There are times I’m prepared to pay $52 for the luxury of having 24 hours to take two baths, a hot shower, do three loads of laundry, update my iPad and phone, take a swim, buy water, make important phone calls, clean the inside of the van, wash out my fridge, download music and be within walking distance for supplies. Today was that time.
I come off the road for a day about once every six weeks. I think of it as an “administrative spa-day.”
I choose a mid-priced motel with ground-floor parking outside the room so it’s easy to access the van and clothes. The baths are refreshing and I take extra care of my feet, which crack and bleed when I’m in the desert. Sometimes I even blow-dry my hair!
I always request two beds, so Pippa can enjoy all the pillows. She’s all about the pillows.
It’s nice to have a little extra luxury today, as I re-group and prepare for the next part of this journey. Which started off rather oddly.
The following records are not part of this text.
use hub_core::model::{Topic, TopicId};

use super::{SqliteRepository, mapping};
use crate::repository::{StorageError, TopicOrder, TopicRepository};

const TOPIC_COLUMNS: &str = "id, title, description, content, example, questions, created_at";

#[async_trait::async_trait]
impl TopicRepository for SqliteRepository {
    async fn list_topics(&self, order: TopicOrder) -> Result<Vec<Topic>, StorageError> {
        let sql = match order {
            TopicOrder::CreatedAsc => format!(
                "SELECT {TOPIC_COLUMNS} FROM topics ORDER BY created_at ASC, id ASC"
            ),
            TopicOrder::CreatedDesc => format!(
                "SELECT {TOPIC_COLUMNS} FROM topics ORDER BY created_at DESC, id DESC"
            ),
        };

        let rows = sqlx::query(&sql)
            .fetch_all(&self.pool)
            .await
            .map_err(|e| StorageError::Connection(e.to_string()))?;

        let mut topics = Vec::with_capacity(rows.len());
        for row in rows {
            topics.push(mapping::map_topic_row(&row)?);
        }
        Ok(topics)
    }

    async fn get_topic(&self, id: &TopicId) -> Result<Option<Topic>, StorageError> {
        let sql = format!("SELECT {TOPIC_COLUMNS} FROM topics WHERE id = ?1");
        let row = sqlx::query(&sql)
            .bind(id.as_str())
            .fetch_optional(&self.pool)
            .await
            .map_err(|e| StorageError::Connection(e.to_string()))?;

        row.map(|r| mapping::map_topic_row(&r)).transpose()
    }

    async fn upsert_topic(&self, topic: &Topic) -> Result<(), StorageError> {
        sqlx::query(
            r"
            INSERT INTO topics (id, title, description, content, example, questions, created_at)
            VALUES (?1, ?2, ?3, ?4, ?5, ?6, ?7)
            ON CONFLICT(id) DO UPDATE SET
                -- keep created_at from the original insert; only update mutable fields
                title = excluded.title,
                description = excluded.description,
                content = excluded.content,
                example = excluded.example,
                questions = excluded.questions
            ",
        )
        .bind(topic.id().as_str())
        .bind(topic.title())
        .bind(topic.description())
        .bind(topic.content())
        .bind(topic.example())
        .bind(mapping::questions_to_json(topic.questions())?)
        .bind(topic.created_at())
        .execute(&self.pool)
        .await
        .map_err(|e| StorageError::Connection(e.to_string()))?;

        Ok(())
    }

    async fn delete_topic(&self, id: &TopicId) -> Result<(), StorageError> {
        let result = sqlx::query("DELETE FROM topics WHERE id = ?1")
            .bind(id.as_str())
            .execute(&self.pool)
            .await
            .map_err(|e| StorageError::Connection(e.to_string()))?;

        if result.rows_affected() == 0 {
            return Err(StorageError::NotFound);
        }
        Ok(())
    }
}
This morning I sat for a long time in the warm sunshine after my friend headed out, reflecting on the many places we explored and adventures we had; allowing myself to feel the bumpy re-entry into solo travel that I have come to expect as I move in, out and through various nomadic communities and to and from people who are becoming important to me.
I love, and need, both experiences, but acknowledge the turbulence that comes with travelling in either direction. You know how when you change altitude quickly and your ears pop? It’s like that. It’s uncomfortable and a achy and I just know there’s nothing to do but wait for my internal cabin pressure to adjust. So, I sit in the sunshine and wait.
It’s know it’s time for me to head to New Mexico where I’lll soon meet Indigo for ten days of mother-daughter adventure. I need a bit of time alone before she comes, but I’m a bit discombobulated.
Right about then, Pippa sends a telepathic message requesting my attention, and I look up. I’m not sure how she does this, but she has the skill.
She is some distance away, standing dead still, with something that looks like a largish white bone in her mouth. She is waiting for a “yay or nay” from me and once I acknowledge her request with a positive but distracted “And what have you got?” she takes this to mean- rightly- that she is to continue, and goes about burying it in the grass.
I greatly delight in this display of canine behaviour. So often she behaves like a teenage girl at Starbucks, which makes it very comical to see her doing something so… doggish. Like me, Pippa appears to be connecting with her wild-self. At this rate, we should both be feral by May.
I return to my turbulent re-entry procedure, but decide I best have a look at that bone first. Which turns out isn’t a bone at all, but a rabbit’s foot.
A perfectly severed front foot, clean and lacking in the “ewwww” factor that you are probably imaging. It was clean, mostly soft and … well…I guess what I’m trying to say is that it didn’t gross me out like I would have expected. It could have been on a keychain, but I knew it hadn’t been.
I asked for it, and Pippa gave it to me. I’m sure she was as surprised as I was when I put it on the table and just looked at it, instead of finishing the burial ceremony.
At this point I have to mention that it has been rabbit week in the desert. Cottontail Rabbits and Jack Rabbits and baby bunnies hopping about at both our recent campsites. It was also Spring Equinox and Full Moon which means Easter is also coming. The season of the Germanic Goddess Oester, who lends her name to the Christian celebration; also connected to rebirth and renewal. I painted a rabbit this week. One I imagined to be quite magical.
And now, Pippa literally brings me a rabbit’s foot.
Why is it a symbol of luck? I must look into that. It certainly doesn’t represent any kind of conventional luck for the rabbit. Perhaps I am to contemplate the coyote’s good fortune?
Don’t judge me but I took the rabbit’s foot. I have it. It’s on my dashboard right now. I don’t know why, and there is definitely a yuck factor, but I think it will become clear to me. It feels weirdly powerful, or auspicious. Plus, Pippa asked me if she could bury it and she only does that with very special things. What does it mean? That I need to slow down? (You know, like a three legged rabbit) That luck isn’t as it appears? That I need to take better care of my feet… or … else?
This receiving of the rabbit’s foot seemed to end my bumpy transition, and I feel it’s time to leave; maybe it was simply a reminder to get moving. Our time here now seems complete, and we drive out of the desert. At this point, I’m not even clear where I am going.
As I begin contemplating my next move, a large white deer appears alongside the van and keeps a slow, even pace with me for about half a kilometre. I was going slow and felt her purposeful strides. She stayed beside me, neck in and neck, until I rolled to an almost stop, and she crossed the road in front of me, disappearing little by little. It was all very purposeful, and I had felt no sense of danger. I even had time to take a picture.
Now all of my senses are on full alert. I touch the furry talisman I have placed on my dashboard and laugh. I swear that deer looked right in through the passenger window and challenged me to think about direction. Where am I off to now? Why the hurry? Pace yourself!
She also reminds me that sometimes we walk side by side with others, and sometimes we have to go our own way.
There is definitely something …. afoot.